Experts have repeatedly said that wearing masks or gloves isn't a solution, saying that masks are only recommended for people who are sick and for health-care workers.
Earlier this month, U.S. Surgeon General Jerome Adams urged people to stop buying masks, explaining that "They are NOT effective in preventing general public from catching #Coronavirus." He added on Twitter: "But if healthcare providers can't get them to care for sick patients, it puts them and our communities at risk!"
Gloves are similarly not recommended. "This isn't something the general public would be wearing," Dr. Amesh Adalja, a senior scholar at the Johns Hopkins Center for Health Security, told Today.com. "I don't think they're going to do anything but give people a false sense of security, waste time and create more demand for something that's unnecessary, just like masks."

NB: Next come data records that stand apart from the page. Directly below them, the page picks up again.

//! SQLite task repository

use async_trait::async_trait;
use chrono::{DateTime, TimeZone, Utc};
use sqlx::sqlite::SqlitePoolOptions;
use sqlx::{Row, SqlitePool};
use tracing::{debug, info};

use super::TaskRepository;
use crate::error::{Result, RoutingError};
use crate::queue::{QueuedTask, TaskId};

/// [`TaskRepository`] backed by a SQLite database
///
/// Ordering and step columns are stored next to the JSON-encoded task so the
/// table can be inspected and step updates do not rewrite the payload.
#[derive(Debug, Clone)]
pub struct SqliteTaskRepository {
    pool: SqlitePool,
}

impl SqliteTaskRepository {
    pub fn new(pool: SqlitePool) -> Self {
        Self { pool }
    }

    /// Open (or create) a database and ensure the schema exists
    ///
    /// `sqlite::memory:` is opened with a single connection so every query
    /// sees the same in-memory database.
    pub async fn connect(database_url: &str) -> Result<Self> {
        let max_connections = if database_url.contains(":memory:") { 1 } else { 5 };
        let pool = SqlitePoolOptions::new()
            .max_connections(max_connections)
            .connect(database_url)
            .await?;
        let repository = Self::new(pool);
        repository.initialize().await?;
        info!("Task repository ready at {}", database_url);
        Ok(repository)
    }

    pub async fn initialize(&self) -> Result<()> {
        sqlx::query(
            "CREATE TABLE IF NOT EXISTS queued_tasks (
                task_id TEXT PRIMARY KEY,
                queue_id TEXT NOT NULL,
                priority INTEGER NOT NULL,
                enqueued_at_ms INTEGER NOT NULL,
                step_index INTEGER NOT NULL,
                step_started_at_ms INTEGER NOT NULL,
                payload TEXT NOT NULL
            )",
        )
        .execute(&self.pool)
        .await?;
        Ok(())
    }

    pub fn pool(&self) -> &SqlitePool {
        &self.pool
    }
}

fn from_millis(ms: i64) -> Result<DateTime<Utc>> {
    Utc.timestamp_millis_opt(ms)
        .single()
        .ok_or_else(|| RoutingError::repository(format!("invalid timestamp {}", ms)))
}

#[async_trait]
impl TaskRepository for SqliteTaskRepository {
    async fn save(&self, task: &QueuedTask) -> Result<()> {
        let payload = serde_json::to_string(task)?;
        sqlx::query(
            "INSERT OR REPLACE INTO queued_tasks
             (task_id, queue_id, priority, enqueued_at_ms, step_index, step_started_at_ms, payload)
             VALUES (?, ?, ?, ?, ?, ?, ?)",
        )
        .bind(task.task_id.as_ref())
        .bind(task.queue_id.as_ref())
        .bind(task.priority as i64)
        .bind(task.enqueued_at.timestamp_millis())
        .bind(task.step_index as i64)
        .bind(task.step_started_at.timestamp_millis())
        .bind(payload)
        .execute(&self.pool)
        .await?;
        debug!("Persisted task {}", task.task_id);
        Ok(())
    }

    async fn update_step(
        &self,
        task_id: &TaskId,
        step_index: usize,
        step_started_at: DateTime<Utc>,
    ) -> Result<()> {
        sqlx::query(
            "UPDATE queued_tasks SET step_index = ?, step_started_at_ms = ? WHERE task_id = ?",
        )
        .bind(step_index as i64)
        .bind(step_started_at.timestamp_millis())
        .bind(task_id.as_ref())
        .execute(&self.pool)
        .await?;
        Ok(())
    }

    async fn remove(&self, task_id: &TaskId) -> Result<bool> {
        let result = sqlx::query("DELETE FROM queued_tasks WHERE task_id = ?")
            .bind(task_id.as_ref())
            .execute(&self.pool)
            .await?;
        Ok(result.rows_affected() > 0)
    }

    async fn load_all(&self) -> Result<Vec<QueuedTask>> {
        let rows = sqlx::query(
            "SELECT payload, step_index, step_started_at_ms FROM queued_tasks
             ORDER BY priority DESC, enqueued_at_ms ASC",
        )
        .fetch_all(&self.pool)
        .await?;

        let mut tasks = Vec::with_capacity(rows.len());
        for row in rows {
            let payload: String = row.try_get("payload")?;
            let mut task: QueuedTask = serde_json::from_str(&payload)?;
            let step_index: i64 = row.try_get("step_index")?;
            task.step_index = step_index.max(0) as usize;
            task.step_started_at = from_millis(row.try_get("step_started_at_ms")?)?;
            tasks.push(task);
        }
        Ok(tasks)
    }
}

Stephen Gluckman, a professor of infectious diseases at the University of Pennsylvania, concurred, saying: "It's not recommended [for the general public] because it doesn't work. They're wasting money and giving people a false sense that they're doing something."
David Powell, a physician and medical adviser to the International Air Transport Association, told Bloomberg: "First of all, masks. There's very limited evidence of benefit, if any, in a casual situation. Masks are useful for those who are unwell to protect other people from them. But wearing a mask all the time will be ineffective. It will allow viruses to be transmitted around it, through it and worse still, if it becomes moist it will encourage the growth of viruses and bacteria. Gloves are probably even worse, because people put on gloves and then touch everything they would have touched with their hands. So it just becomes another way of transferring micro-organisms. And inside the gloves, your hands get hot and sweaty, which is a really good environment for microbes to grow."
The World Health Organization (WHO) officially declared the spread of the new coronavirus, which began in China in late December, a pandemic on March 11. More than 200,000 cases have been reported worldwide and more than 8,000 deaths so far, putting public health systems and emergency services under immense pressure.